> [DATA TO PROCESS]
**********

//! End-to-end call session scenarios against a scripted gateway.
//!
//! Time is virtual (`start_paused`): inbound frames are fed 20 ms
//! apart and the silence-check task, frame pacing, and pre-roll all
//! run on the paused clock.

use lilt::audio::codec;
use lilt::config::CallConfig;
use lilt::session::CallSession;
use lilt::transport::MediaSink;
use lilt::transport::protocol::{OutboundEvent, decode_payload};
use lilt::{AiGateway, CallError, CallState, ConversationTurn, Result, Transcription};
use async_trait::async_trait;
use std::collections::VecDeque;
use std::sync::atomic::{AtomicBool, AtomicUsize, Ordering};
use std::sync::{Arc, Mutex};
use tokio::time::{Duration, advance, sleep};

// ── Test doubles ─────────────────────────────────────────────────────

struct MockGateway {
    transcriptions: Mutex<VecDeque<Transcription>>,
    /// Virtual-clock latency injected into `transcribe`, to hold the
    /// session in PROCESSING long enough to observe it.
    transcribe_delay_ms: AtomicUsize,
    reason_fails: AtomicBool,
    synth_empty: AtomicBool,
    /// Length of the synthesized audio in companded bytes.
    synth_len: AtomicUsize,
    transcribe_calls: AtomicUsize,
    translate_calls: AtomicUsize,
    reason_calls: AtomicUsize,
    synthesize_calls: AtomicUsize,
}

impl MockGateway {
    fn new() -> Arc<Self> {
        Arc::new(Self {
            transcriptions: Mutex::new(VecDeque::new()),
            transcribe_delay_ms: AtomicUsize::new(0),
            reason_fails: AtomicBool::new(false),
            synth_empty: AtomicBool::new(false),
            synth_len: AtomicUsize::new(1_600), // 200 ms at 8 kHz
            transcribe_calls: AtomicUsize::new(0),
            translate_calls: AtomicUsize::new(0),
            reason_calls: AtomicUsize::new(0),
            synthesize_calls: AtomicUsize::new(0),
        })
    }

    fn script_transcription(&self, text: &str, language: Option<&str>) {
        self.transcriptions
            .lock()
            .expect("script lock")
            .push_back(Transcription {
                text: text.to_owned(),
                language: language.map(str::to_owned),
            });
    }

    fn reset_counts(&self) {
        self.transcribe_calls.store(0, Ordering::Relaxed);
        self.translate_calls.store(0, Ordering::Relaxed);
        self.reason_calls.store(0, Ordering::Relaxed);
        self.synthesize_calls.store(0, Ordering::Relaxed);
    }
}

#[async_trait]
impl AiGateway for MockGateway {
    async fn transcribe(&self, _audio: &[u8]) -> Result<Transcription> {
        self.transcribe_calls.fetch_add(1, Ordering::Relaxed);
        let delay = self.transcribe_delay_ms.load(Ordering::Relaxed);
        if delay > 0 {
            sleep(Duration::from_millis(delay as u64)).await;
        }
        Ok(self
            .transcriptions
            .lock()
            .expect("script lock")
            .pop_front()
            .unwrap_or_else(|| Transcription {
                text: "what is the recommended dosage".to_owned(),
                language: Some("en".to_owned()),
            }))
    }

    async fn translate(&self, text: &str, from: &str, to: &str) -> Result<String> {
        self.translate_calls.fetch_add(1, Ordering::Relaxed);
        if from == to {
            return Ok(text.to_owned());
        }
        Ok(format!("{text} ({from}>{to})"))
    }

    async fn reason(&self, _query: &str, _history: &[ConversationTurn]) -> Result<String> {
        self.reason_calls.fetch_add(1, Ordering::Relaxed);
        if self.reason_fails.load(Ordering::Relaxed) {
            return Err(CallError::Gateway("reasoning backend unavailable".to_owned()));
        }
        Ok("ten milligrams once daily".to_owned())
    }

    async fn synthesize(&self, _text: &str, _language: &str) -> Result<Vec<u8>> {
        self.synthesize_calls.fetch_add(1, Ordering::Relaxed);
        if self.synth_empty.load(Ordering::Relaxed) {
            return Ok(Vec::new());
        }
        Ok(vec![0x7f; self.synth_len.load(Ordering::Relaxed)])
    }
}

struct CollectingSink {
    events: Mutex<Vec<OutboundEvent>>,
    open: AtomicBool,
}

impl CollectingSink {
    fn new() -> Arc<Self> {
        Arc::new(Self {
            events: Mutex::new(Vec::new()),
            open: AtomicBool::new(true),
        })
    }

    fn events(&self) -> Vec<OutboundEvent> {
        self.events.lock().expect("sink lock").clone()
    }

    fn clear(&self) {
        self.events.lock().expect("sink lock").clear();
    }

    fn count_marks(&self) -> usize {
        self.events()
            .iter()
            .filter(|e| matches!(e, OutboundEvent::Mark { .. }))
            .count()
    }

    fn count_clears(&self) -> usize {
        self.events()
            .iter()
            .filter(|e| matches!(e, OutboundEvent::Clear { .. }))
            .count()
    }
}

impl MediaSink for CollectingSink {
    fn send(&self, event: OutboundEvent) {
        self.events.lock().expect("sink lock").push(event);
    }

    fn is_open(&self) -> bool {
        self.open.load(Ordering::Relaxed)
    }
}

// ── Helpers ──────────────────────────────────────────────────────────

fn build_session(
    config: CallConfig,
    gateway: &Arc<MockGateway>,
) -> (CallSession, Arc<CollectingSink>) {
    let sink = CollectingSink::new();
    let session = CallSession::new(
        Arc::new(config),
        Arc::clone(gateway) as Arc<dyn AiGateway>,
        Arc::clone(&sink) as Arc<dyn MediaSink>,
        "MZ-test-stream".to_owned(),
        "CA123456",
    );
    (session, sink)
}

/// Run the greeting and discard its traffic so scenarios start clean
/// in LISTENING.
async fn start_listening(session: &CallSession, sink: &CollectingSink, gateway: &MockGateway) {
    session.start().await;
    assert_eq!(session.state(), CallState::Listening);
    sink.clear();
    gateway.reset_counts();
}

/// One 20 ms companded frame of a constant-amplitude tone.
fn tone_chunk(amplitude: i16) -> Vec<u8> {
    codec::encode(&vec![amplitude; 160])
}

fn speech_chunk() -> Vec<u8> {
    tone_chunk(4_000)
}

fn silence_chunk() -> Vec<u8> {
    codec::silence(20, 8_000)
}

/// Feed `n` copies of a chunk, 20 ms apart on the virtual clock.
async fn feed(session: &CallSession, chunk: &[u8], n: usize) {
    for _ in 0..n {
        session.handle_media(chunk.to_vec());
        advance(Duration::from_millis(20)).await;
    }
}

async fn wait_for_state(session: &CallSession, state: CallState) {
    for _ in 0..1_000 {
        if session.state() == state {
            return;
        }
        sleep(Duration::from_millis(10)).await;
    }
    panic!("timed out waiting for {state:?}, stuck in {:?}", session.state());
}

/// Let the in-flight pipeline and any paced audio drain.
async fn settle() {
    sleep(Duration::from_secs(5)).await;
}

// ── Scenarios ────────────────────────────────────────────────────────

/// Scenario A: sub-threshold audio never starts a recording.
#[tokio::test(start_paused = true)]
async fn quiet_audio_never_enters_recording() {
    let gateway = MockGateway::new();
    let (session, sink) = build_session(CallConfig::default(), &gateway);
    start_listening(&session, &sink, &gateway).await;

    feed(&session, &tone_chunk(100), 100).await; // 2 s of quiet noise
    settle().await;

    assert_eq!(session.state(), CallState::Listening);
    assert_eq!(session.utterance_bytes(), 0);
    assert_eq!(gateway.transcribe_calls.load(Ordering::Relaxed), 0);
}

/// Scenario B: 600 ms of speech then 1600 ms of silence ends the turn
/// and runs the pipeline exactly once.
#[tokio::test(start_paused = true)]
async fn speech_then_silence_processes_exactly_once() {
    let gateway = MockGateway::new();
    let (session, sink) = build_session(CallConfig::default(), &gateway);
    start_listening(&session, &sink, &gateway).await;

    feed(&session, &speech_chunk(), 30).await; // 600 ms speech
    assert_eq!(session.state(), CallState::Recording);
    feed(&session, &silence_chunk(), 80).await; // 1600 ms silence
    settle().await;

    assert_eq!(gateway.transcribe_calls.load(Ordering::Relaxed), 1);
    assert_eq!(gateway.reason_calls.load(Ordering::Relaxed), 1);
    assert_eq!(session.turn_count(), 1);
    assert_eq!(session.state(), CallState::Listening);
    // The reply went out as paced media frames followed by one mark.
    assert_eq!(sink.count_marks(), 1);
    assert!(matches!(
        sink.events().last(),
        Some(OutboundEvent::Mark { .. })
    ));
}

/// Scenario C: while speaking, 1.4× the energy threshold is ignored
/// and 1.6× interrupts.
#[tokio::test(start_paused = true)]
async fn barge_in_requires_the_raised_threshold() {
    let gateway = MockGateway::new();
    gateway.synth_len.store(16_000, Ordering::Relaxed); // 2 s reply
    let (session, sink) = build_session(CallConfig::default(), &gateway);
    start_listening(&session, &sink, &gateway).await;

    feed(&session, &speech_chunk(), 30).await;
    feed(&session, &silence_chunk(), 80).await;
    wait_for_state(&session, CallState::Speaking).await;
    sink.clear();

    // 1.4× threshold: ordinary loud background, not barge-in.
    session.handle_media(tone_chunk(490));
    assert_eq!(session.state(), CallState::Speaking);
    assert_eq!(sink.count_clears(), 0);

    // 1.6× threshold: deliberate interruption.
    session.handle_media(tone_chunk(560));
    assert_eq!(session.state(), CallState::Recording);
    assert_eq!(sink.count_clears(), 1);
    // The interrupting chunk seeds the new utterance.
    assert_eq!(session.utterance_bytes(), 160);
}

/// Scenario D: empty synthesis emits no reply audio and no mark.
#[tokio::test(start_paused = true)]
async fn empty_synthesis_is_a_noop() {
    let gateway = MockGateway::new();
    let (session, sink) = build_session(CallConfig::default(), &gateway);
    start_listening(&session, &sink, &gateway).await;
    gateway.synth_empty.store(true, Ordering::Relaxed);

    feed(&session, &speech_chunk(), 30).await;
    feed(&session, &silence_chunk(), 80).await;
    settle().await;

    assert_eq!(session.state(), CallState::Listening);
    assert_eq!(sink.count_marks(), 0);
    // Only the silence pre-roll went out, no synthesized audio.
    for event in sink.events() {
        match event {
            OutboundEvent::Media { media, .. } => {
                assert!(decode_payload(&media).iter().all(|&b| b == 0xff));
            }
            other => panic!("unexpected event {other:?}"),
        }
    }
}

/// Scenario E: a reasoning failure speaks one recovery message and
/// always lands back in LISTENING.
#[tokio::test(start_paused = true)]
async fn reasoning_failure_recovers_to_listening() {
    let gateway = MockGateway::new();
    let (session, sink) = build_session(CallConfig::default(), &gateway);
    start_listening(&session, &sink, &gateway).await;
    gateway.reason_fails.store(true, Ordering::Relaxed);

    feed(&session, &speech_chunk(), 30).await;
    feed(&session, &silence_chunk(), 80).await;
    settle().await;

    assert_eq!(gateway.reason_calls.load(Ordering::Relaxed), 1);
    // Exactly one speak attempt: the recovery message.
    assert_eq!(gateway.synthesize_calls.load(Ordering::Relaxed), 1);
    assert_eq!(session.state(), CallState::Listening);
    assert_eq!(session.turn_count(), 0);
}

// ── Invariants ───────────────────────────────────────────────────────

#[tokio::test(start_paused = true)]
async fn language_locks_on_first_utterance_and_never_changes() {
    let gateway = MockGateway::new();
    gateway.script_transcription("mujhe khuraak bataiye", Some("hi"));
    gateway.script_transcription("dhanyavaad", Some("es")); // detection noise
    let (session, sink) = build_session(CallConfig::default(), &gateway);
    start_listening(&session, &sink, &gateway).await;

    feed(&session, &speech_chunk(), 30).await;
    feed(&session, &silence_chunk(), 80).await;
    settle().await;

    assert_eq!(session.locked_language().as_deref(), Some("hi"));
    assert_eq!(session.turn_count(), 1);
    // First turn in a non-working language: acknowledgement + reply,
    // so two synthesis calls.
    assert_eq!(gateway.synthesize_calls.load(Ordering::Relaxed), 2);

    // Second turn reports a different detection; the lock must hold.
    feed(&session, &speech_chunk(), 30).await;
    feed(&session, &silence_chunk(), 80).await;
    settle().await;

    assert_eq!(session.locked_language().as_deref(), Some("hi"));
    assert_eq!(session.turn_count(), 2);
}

**********

> [EXERCISE] Of the lines above, extract only those from the line with "use lilt::audio::codec;" to the line with "use std::collections::VecDeque;", both included, exactly as written.

> [EXERCISE RESPONSE]
use lilt::audio::codec;
use lilt::config::CallConfig;
use lilt::session::CallSession;
use lilt::transport::MediaSink;
use lilt::transport::protocol::{OutboundEvent, decode_payload};
use lilt::{AiGateway, CallError, CallState, ConversationTurn, Result, Transcription};
use async_trait::async_trait;
use std::collections::VecDeque;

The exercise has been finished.